Las notas de prensa es una de las partes de las relaciones públicas con las que se comunican lanzamientos, novedades, eventos, premios, datos o cualquier contenido de carácter comunicativo potencialmente interesante para el gran público. Pero, por otro lado, también sirve para promocionar o anunciar determinados servicios o productos de manera seria, sin querer faltar al respeto a la función de la publicidad.

Su redacción no debe ser literaria. Es decir, debe seguir los patrones informativos y descartar retórica y florituras más propias de la literatura que del periodismo. Cuando se lee un periódico, buscamos enterarnos de los datos relevantes a la noticia y no deleitarnos con la prosa magistral de su escribano. Para eso están los libros. Eso quiere decir que cualquiera de nosotros puede escribir una nota de prensa, aunque sin olvidar que estamos informando y no vendiendo, que suele ser el fallo más común en su redacción. Hay que ser conciso, directo, con un titular que resuma su contenido sin dejar lugar a dudas –la mayoría no se lee el resto de la nota- y con un cuerpo que ofrezca toda la información que quieran saber los que se la lean.

La mejor manera de evitar cometer los típicos errores en la redacción consiste en ponerse en el lugar de quien va a leer nuestro comunicado y preguntarnos lo que querríamos encontrar en su lectura. El procedimiento más sencillo es responder a sus preguntas. Es decir, al qué, quién, dónde, cuándo y por qué.

Llamar la atención de forma apropiada

Supongamos que vamos a sacar una nueva cerveza artesanal al mercado. Nuestro titular debe decir, simplemente, eso. Presentación Nueva Cerveza Artesanal. No deja lugar a la duda y atraerá la atención de quien esté interesado, dejando que el resto prosiga con su lectura de manera tranquila.

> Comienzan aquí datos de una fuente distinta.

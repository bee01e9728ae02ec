use serde::{Deserialize, Deserializer, Serialize};

#[derive(Debug, Serialize, Deserialize)]
pub struct LoginRequest {
    pub password: String,
}

#[derive(Debug, Serialize, Deserialize)]
pub struct LoginResponse {
    pub token: String,
}

// JWT Claims structure
#[derive(Debug, Serialize, Deserialize)]
pub struct Claims {
    pub sub: String,
    pub exp: usize, // Expiration time (timestamp)
}

/// Inserted as a request extension by the auth middleware.
#[derive(Debug, Clone)]
pub struct AuthenticatedAdmin {
    pub subject: String,
}

/// Generic `{ "success": true }` acknowledgement.
#[derive(Debug, Serialize)]
pub struct SuccessResponse {
    pub success: bool,
}

impl SuccessResponse {
    pub fn ok() -> Self {
        Self { success: true }
    }
}

/// Lets `Option<Option<T>>` fields tell "absent" (keep) apart from `null` (clear).
pub fn double_option<'de, D, T>(deserializer: D) -> Result<Option<Option<T>>, D::Error>
where
    D: Deserializer<'de>,
    T: Deserialize<'de>,
{
    Deserialize::deserialize(deserializer).map(Some)
}

/// Trims a required text field, `None` when blank.
pub fn required_text(value: &str) -> Option<&str> {
    let trimmed = value.trim();
    (!trimmed.is_empty()).then_some(trimmed)
}

/// Trims an optional text field, folding blank values into `None`.
pub fn optional_text(value: Option<&str>) -> Option<&str> {
    value.and_then(required_text)
}
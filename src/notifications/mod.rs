//! Web push notifications between the two of us.
//!
//! Browsers register push subscriptions; a message sent by one person is
//! fanned out to every other subscription, dead endpoints are pruned, and
//! messages that reached someone are kept as history.

pub mod models;
pub mod senders;
pub mod service;
pub mod vapid;
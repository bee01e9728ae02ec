use async_trait::async_trait;
use thiserror::Error;

use super::models::PushSubscriptionInfo;

pub mod web_push;

#[derive(Error, Debug)]
pub enum PushError {
    #[error("Invalid subscription: {0}")]
    InvalidSubscription(String),
    #[error("Failed to sign or encrypt push message: {0}")]
    Encoding(String),
    #[error("Network error: {0}")]
    NetworkError(#[from] reqwest::Error),
    #[error("Push service returned non-success status {status}: {body}")]
    Rejected { status: u16, body: String },
}

impl PushError {
    /// HTTP status reported by the push service, if it answered at all.
    pub fn status_code(&self) -> Option<u16> {
        match self {
            PushError::Rejected { status, .. } => Some(*status),
            _ => None,
        }
    }

    /// 404 and 410 mean the endpoint is permanently gone and the subscription should be dropped.
    pub fn is_gone(&self) -> bool {
        matches!(self.status_code(), Some(404 | 410))
    }
}

/// Delivers one encrypted payload to one browser push subscription.
#[async_trait]
pub trait PushSender: Send + Sync {
    async fn send(
        &self,
        subscription: &PushSubscriptionInfo,
        payload: &[u8],
    ) -> Result<(), PushError>;
}

#[cfg(test)]
mod tests {
    use super::*;

    fn rejected(status: u16) -> PushError {
        PushError::Rejected { status, body: String::new() }
    }

    #[test]
    fn only_404_and_410_are_gone() {
        assert!(rejected(404).is_gone());
        assert!(rejected(410).is_gone());
        assert!(!rejected(429).is_gone());
        assert!(!rejected(500).is_gone());
        assert!(!PushError::InvalidSubscription("bad json".into()).is_gone());
        assert_eq!(PushError::Encoding("x".into()).status_code(), None);
    }
}
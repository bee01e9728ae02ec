use chrono::{DateTime, Utc};
use futures::future::join_all;
use sea_orm::{DatabaseConnection, DbErr};
use serde_json::Value;
use std::sync::Arc;
use thiserror::Error;
use tracing::{debug, error, info, warn};

use super::models::{
    DispatchSummary, PushPayload, PushSubscriptionInfo, SendNotificationRequest, SubscribeRequest,
};
use super::senders::{PushError, PushSender};
use crate::db::entities::push_subscription;
use crate::db::services;

/// Minimum time between two notifications from the same sender.
pub const COOLDOWN_MS: i64 = 5 * 60 * 1000;

/// Label used when a sender or subscriber gives no name.
pub const ANONYMOUS: &str = "Anonymous";

#[derive(Error, Debug)]
pub enum NotificationError {
    #[error("Missing VAPID keys.")]
    MissingVapidKeys,
    #[error("{0}")]
    InvalidInput(String),
    #[error("Cooldown active, retry in {remaining_seconds}s")]
    CooldownActive { remaining_seconds: u64 },
    #[error("Database error: {0}")]
    DatabaseError(#[from] DbErr),
}

/// Trims a free-text user label, falling back to [`ANONYMOUS`] when blank.
pub fn resolve_user_label(label: Option<&str>) -> String {
    match label.map(str::trim) {
        Some(trimmed) if !trimmed.is_empty() => trimmed.to_string(),
        _ => ANONYMOUS.to_string(),
    }
}

/// Seconds left before `sender` may notify again, `None` once the window has passed.
pub fn cooldown_remaining_seconds(last_sent_at: DateTime<Utc>, now: DateTime<Utc>) -> Option<u64> {
    let elapsed_ms = (now - last_sent_at).num_milliseconds();
    if elapsed_ms >= COOLDOWN_MS {
        return None;
    }
    let remaining_ms = (COOLDOWN_MS - elapsed_ms) as u64;
    Some(remaining_ms.div_ceil(1000))
}

/// Fans a message out to every push subscription except the sender's own.
///
/// The store handle and the push transport are injected; the dispatcher
/// keeps no state between calls.
pub struct NotificationDispatcher {
    db: DatabaseConnection,
    push_sender: Option<Arc<dyn PushSender>>,
    app_name: String,
}

impl NotificationDispatcher {
    /// `push_sender` is `None` when no VAPID keys are configured; every send then fails fast.
    pub fn new(
        db: DatabaseConnection,
        push_sender: Option<Arc<dyn PushSender>>,
        app_name: impl Into<String>,
    ) -> Self {
        Self {
            db,
            push_sender,
            app_name: app_name.into(),
        }
    }

    pub async fn send_notification(
        &self,
        request: SendNotificationRequest,
    ) -> Result<DispatchSummary, NotificationError> {
        self.send_notification_at(request, Utc::now()).await
    }

    pub(crate) async fn send_notification_at(
        &self,
        request: SendNotificationRequest,
        now: DateTime<Utc>,
    ) -> Result<DispatchSummary, NotificationError> {
        let push_sender = self
            .push_sender
            .as_deref()
            .ok_or(NotificationError::MissingVapidKeys)?;

        let message = match request.message {
            Some(Value::String(message)) if !message.is_empty() => message,
            _ => return Err(NotificationError::InvalidInput("Message is required.".to_string())),
        };
        let sender = resolve_user_label(request.sender.as_deref());
        let url = match request.url.as_deref().map(str::trim) {
            Some(url) if !url.is_empty() => url.to_string(),
            _ => "/".to_string(),
        };

        if !request.ignore_cooldown.unwrap_or(false) {
            if let Some(last) = services::get_last_notification_by_sender(&self.db, &sender).await? {
                if let Some(remaining_seconds) = cooldown_remaining_seconds(last.created_at, now) {
                    info!(sender = %sender, remaining_seconds, "Notification rejected, cooldown active.");
                    return Err(NotificationError::CooldownActive { remaining_seconds });
                }
            }
        }

        let audience = services::get_subscriptions_excluding_user(&self.db, &sender).await?;
        let payload = serde_json::to_vec(&PushPayload {
            title: self.app_name.clone(),
            body: message.clone(),
            url,
        })
        .map_err(|e| NotificationError::InvalidInput(format!("Unencodable message: {e}")))?;

        let outcomes = deliver_all(push_sender, &audience, &payload).await;

        let mut sent = 0;
        for (subscription, outcome) in outcomes {
            match outcome {
                Ok(()) => sent += 1,
                Err(e) if e.is_gone() => {
                    info!(
                        subscription_id = subscription.id,
                        user = %subscription.user_name,
                        status = ?e.status_code(),
                        "Push endpoint is gone. Removing subscription."
                    );
                    if let Err(db_err) = services::delete_subscription(&self.db, subscription.id).await {
                        error!(subscription_id = subscription.id, error = %db_err, "Failed to remove expired subscription.");
                    }
                }
                Err(e) => {
                    warn!(subscription_id = subscription.id, user = %subscription.user_name, error = %e, "Push delivery failed.");
                }
            }
        }

        info!(sender = %sender, targeted = audience.len(), sent, "Notification dispatched.");

        if sent > 0 {
            services::create_notification(&self.db, &self.app_name, &message, &sender, now).await?;
        }

        Ok(DispatchSummary { success: true, sent })
    }
}

/// Sends to every subscription concurrently and waits for all of them to settle.
///
/// Each stored subscription is parsed right before use; a row that does not
/// parse counts as a failed delivery for that row only.
async fn deliver_all<'a>(
    push_sender: &dyn PushSender,
    audience: &'a [push_subscription::Model],
    payload: &[u8],
) -> Vec<(&'a push_subscription::Model, Result<(), PushError>)> {
    let deliveries = audience.iter().map(|subscription| async move {
        let outcome = match serde_json::from_str::<PushSubscriptionInfo>(&subscription.subscription) {
            Ok(info) => push_sender.send(&info, payload).await,
            Err(e) => Err(PushError::InvalidSubscription(e.to_string())),
        };
        (subscription, outcome)
    });

    join_all(deliveries).await
}

/// Registers a browser subscription, updating the row already stored for its endpoint.
pub async fn subscribe(
    db: &DatabaseConnection,
    request: SubscribeRequest,
) -> Result<push_subscription::Model, NotificationError> {
    let subscription = request.subscription.unwrap_or(Value::Null);
    let endpoint = subscription
        .get("endpoint")
        .and_then(Value::as_str)
        .map(str::trim)
        .filter(|endpoint| !endpoint.is_empty())
        .ok_or_else(|| NotificationError::InvalidInput("Subscription endpoint is required.".to_string()))?
        .to_string();
    let user_name = resolve_user_label(request.user.as_deref());

    let stored = services::upsert_subscription(db, &user_name, &endpoint, &subscription.to_string()).await?;
    debug!(subscription_id = stored.id, user = %user_name, "Push subscription registered.");
    Ok(stored)
}

pub async fn is_subscribed(db: &DatabaseConnection, endpoint: Option<&str>) -> Result<bool, NotificationError> {
    match endpoint.map(str::trim) {
        Some(endpoint) if !endpoint.is_empty() => {
            Ok(services::find_by_endpoint(db, endpoint).await?.is_some())
        }
        _ => Ok(false),
    }
}

pub async fn unsubscribe(db: &DatabaseConnection, endpoint: Option<&str>) -> Result<(), NotificationError> {
    let endpoint = endpoint
        .map(str::trim)
        .filter(|endpoint| !endpoint.is_empty())
        .ok_or_else(|| NotificationError::InvalidInput("Subscription endpoint is required.".to_string()))?;
    let result = services::delete_subscription_by_endpoint(db, endpoint).await?;
    debug!(removed = result.rows_affected, "Push subscription removed.");
    Ok(())
}
use axum::{
    Json, Router,
    extract::State,
    routing::{get, post},
};
use axum_extra::extract::WithRejection;
use serde::Serialize;
use std::sync::Arc;

use crate::notifications::models::{CheckSubscriptionResponse, EndpointRequest, SubscribeRequest};
use crate::notifications::service::{self, NotificationError};
use crate::web::models::SuccessResponse;
use crate::web::{AppError, AppState};

pub fn create_push_router() -> Router<Arc<AppState>> {
    Router::new()
        .route("/subscribe", post(subscribe))
        .route("/check", post(check_subscription))
        .route("/unsubscribe", post(unsubscribe))
        .route("/vapid-public-key", get(vapid_public_key))
}

#[derive(Serialize)]
struct SubscribeResponse {
    success: bool,
    id: i32,
}

#[derive(Serialize)]
#[serde(rename_all = "camelCase")]
struct VapidPublicKeyResponse {
    public_key: String,
}

async fn subscribe(
    State(app_state): State<Arc<AppState>>,
    WithRejection(Json(payload), _): WithRejection<Json<SubscribeRequest>, AppError>,
) -> Result<Json<SubscribeResponse>, AppError> {
    let stored = service::subscribe(&app_state.db_pool, payload).await?;
    Ok(Json(SubscribeResponse {
        success: true,
        id: stored.id,
    }))
}

async fn check_subscription(
    State(app_state): State<Arc<AppState>>,
    WithRejection(Json(payload), _): WithRejection<Json<EndpointRequest>, AppError>,
) -> Result<Json<CheckSubscriptionResponse>, AppError> {
    let subscribed = service::is_subscribed(&app_state.db_pool, payload.endpoint.as_deref()).await?;
    Ok(Json(CheckSubscriptionResponse { subscribed }))
}

async fn unsubscribe(
    State(app_state): State<Arc<AppState>>,
    WithRejection(Json(payload), _): WithRejection<Json<EndpointRequest>, AppError>,
) -> Result<Json<SuccessResponse>, AppError> {
    service::unsubscribe(&app_state.db_pool, payload.endpoint.as_deref()).await?;
    Ok(Json(SuccessResponse::ok()))
}

async fn vapid_public_key(
    State(app_state): State<Arc<AppState>>,
) -> Result<Json<VapidPublicKeyResponse>, AppError> {
    let credentials = app_state
        .config
        .vapid_credentials()
        .map_err(|e| AppError::InternalServerError(e.to_string()))?
        .ok_or(NotificationError::MissingVapidKeys)?;

    Ok(Json(VapidPublicKeyResponse {
        public_key: credentials.public_key().to_string(),
    }))
}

El cuerpo de texto – que nunca debe ser excesivamente largo, puesto que estamos informando, no predicando – incluirá la información pertinente al evento. Es decir, el lugar y la hora del mismo – dónde y cuándo. También aparecerá el nombre de nuestra empresa – el quién- puesto que hará saber al interesado o interesada la referencia nominal del organizador de la presentación y, con casi total seguridad, un chequeo de nuestra página web para conocernos. El qué se transmitirá mediante la definición de las características del producto, de manera objetiva pero con sutil intención de atraer al público a la misma. No nos olvidemos de que no estamos haciendo un texto publicitario, por lo que prescindiremos de adjetivos que ensalcen sus cualidades. La mejor manera de realizarlo es imitando textos científicos que simplemente describen el producto con datos específicos. Ya solamente nos falta el por qué, momento perfecto para exponer nuestros objetivos e intenciones con profesionalidad. La gran demanda y buena acogida de la cerveza artesanal en nuestro país nos ha llevado a producir este nuevo producto que…

Una vez terminado el texto, debemos escoger los mejores medios de difusión para nuestro público objetivo. Si bien es cierto que medios más generalistas alcanzan a mayor población, corremos el riesgo de no alcanzar a quienes realmente estén interesados en el mismo, por lo que conviene planificar bien su distribución. Eso sí; cuantos más medios, mejor. Y no nos olvidemos de que Internet y sus redes sociales resultan mucho más efectivos en estos casos. Aparte de los grandes medios, debemos enviarla también a los sectores especializados, puesto que parte de su trabajo consiste en estar actualizados sobre las novedades en el mercado.

Nos falta solamente un apartado más. Cuándo mandarla. Consejo; evitad en lo posible pillaros los dedos. Si se manda antes de tenerla terminada, corremos el riesgo de que algo salga mal y aparecer en la presentación con un Power Point de la cerveza. Y hay que garantizarse de que el lugar va a estar disponible en esa fecha para no tener que modificar la fecha demasiado tarde.